L'art de grande valeur stagne, mais la demande pour les articles de luxe et les objets de collection moins chers est en hausse.

Wiktor Szymanowicz/Future Publishing via Getty Images
Les plus grandes maisons de vente aux enchères du monde ressentent le froid.
Sotheby’s, Christie’s et Phillips ont récolté 3,98 milliards de dollars au premier semestre 2025, selon de nouveaux chiffres d'ArtTactic — une baisse de 6 % par rapport à l'année dernière et de 44 % par rapport à 2022, rapporte CNBC. Cela en fait le premier semestre le plus faible en une décennie (hors année de pandémie) et marque la troisième année consécutive de baisse des ventes.
La catégorie la plus touchée ? L'art de l'après-guerre et contemporain, qui a chuté de 19 %.
Cette baisse survient à un moment étrange.
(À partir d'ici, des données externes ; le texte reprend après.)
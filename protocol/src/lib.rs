// Copyright (c) 2026 ALAS Technology. MIT License.
// See LICENSE for details.

//! # MultiVault Protocol: Core Library
//!
//! Everything a MultiVault vault needs that is not the vault itself. The
//! vault engine lives in `multivault-contracts`; this crate gives it the
//! vocabulary and the seams it plugs into.
//!
//! ## Architecture
//!
//! - **config**: Protocol constants. Share bootstrap, cool-downs, harvest thresholds.
//! - **types**: Addresses, amounts, and the execution environment (blocks, time, gas).
//! - **math**: 256-bit intermediate `mul_div`. Money math never wraps.
//! - **strategy**: The interface every yield strategy implements.
//! - **oracle**: Asset pricing and APR lookups.
//! - **access**: Capability checks and vault status gating.
//! - **bank**: Custody of fungible assets and native currency.
//! - **sim**: In-memory reference collaborators for tests and devnet.
//! - **storage**: Durable vault state on sled.
//!
//! ## Design Philosophy
//!
//! 1. Collaborators are traits injected at construction. No global lookups.
//! 2. All amounts are `u128` in 18-decimal fixed point. No floats, ever.
//! 3. If it touches money, it has tests. Plural.

pub mod access;
pub mod bank;
pub mod config;
pub mod math;
pub mod oracle;
pub mod sim;
pub mod storage;
pub mod strategy;
pub mod types;

pub use types::{Address, Amount, AssetId, ExecutionEnv};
Les 10 % les plus riches des Américains ont ajouté 37 000 milliards de dollars à leur valeur nette depuis 2020, grâce à la hausse des actions, de l'immobilier et des valorisations d'entreprises. Historiquement, plus de richesse signifiait plus de dépenses en art. Cette fois, pas vraiment.
Une explication pourrait être générationnelle. Les collectionneurs baby-boomers — ceux qui ont passé des décennies à constituer de grandes collections d'art — achètent moins et dans certains cas vendent. Les Millennials et la génération Z, quant à eux, semblent avoir des goûts différents.
Ils enchérissent en ligne, préfèrent les œuvres plus petites de moins de 50 000 $ et montrent plus d'intérêt pour les produits de luxe et la culture numérique que pour les tableaux à 10 millions de dollars. Chez Christie’s, 80% des enchères sont désormais effectuées en ligne, et près d’un tiers des enchérisseurs gagnants sont milléniaux ou Génération Z.
Alors que les beaux-arts s'atténuent, les bijoux, les montres, les sacs à main, le vin et les voitures restent solides. Les bijoux, en particulier, ont bondi de 68 % au premier semestre 2025.
Les ventes de luxe chez Christie’s ont augmenté de 29 %, avec des points forts tels que le diamant rose Marie-Thérèse à 14 millions de dollars et le diamant bleu vif « Blue Belle » à 11 millions de dollars. Sotheby’s a également fait les gros titres en mai avec une vente de 21,5 millions de dollars du diamant « Mediterranean Blue ».
La grande question est de savoir si ces déclins ne sont qu’un ralentissement après la pandémie ou le signe de quelque chose de plus permanent alors que les goûts changent et que les jeunes collectionneurs fixent le ton. Pour l'instant, les ventes d'art haut de gamme ralentissent tandis que les segments à bas prix et de luxe continuent de croître — et l'industrie s'adapte rapidement.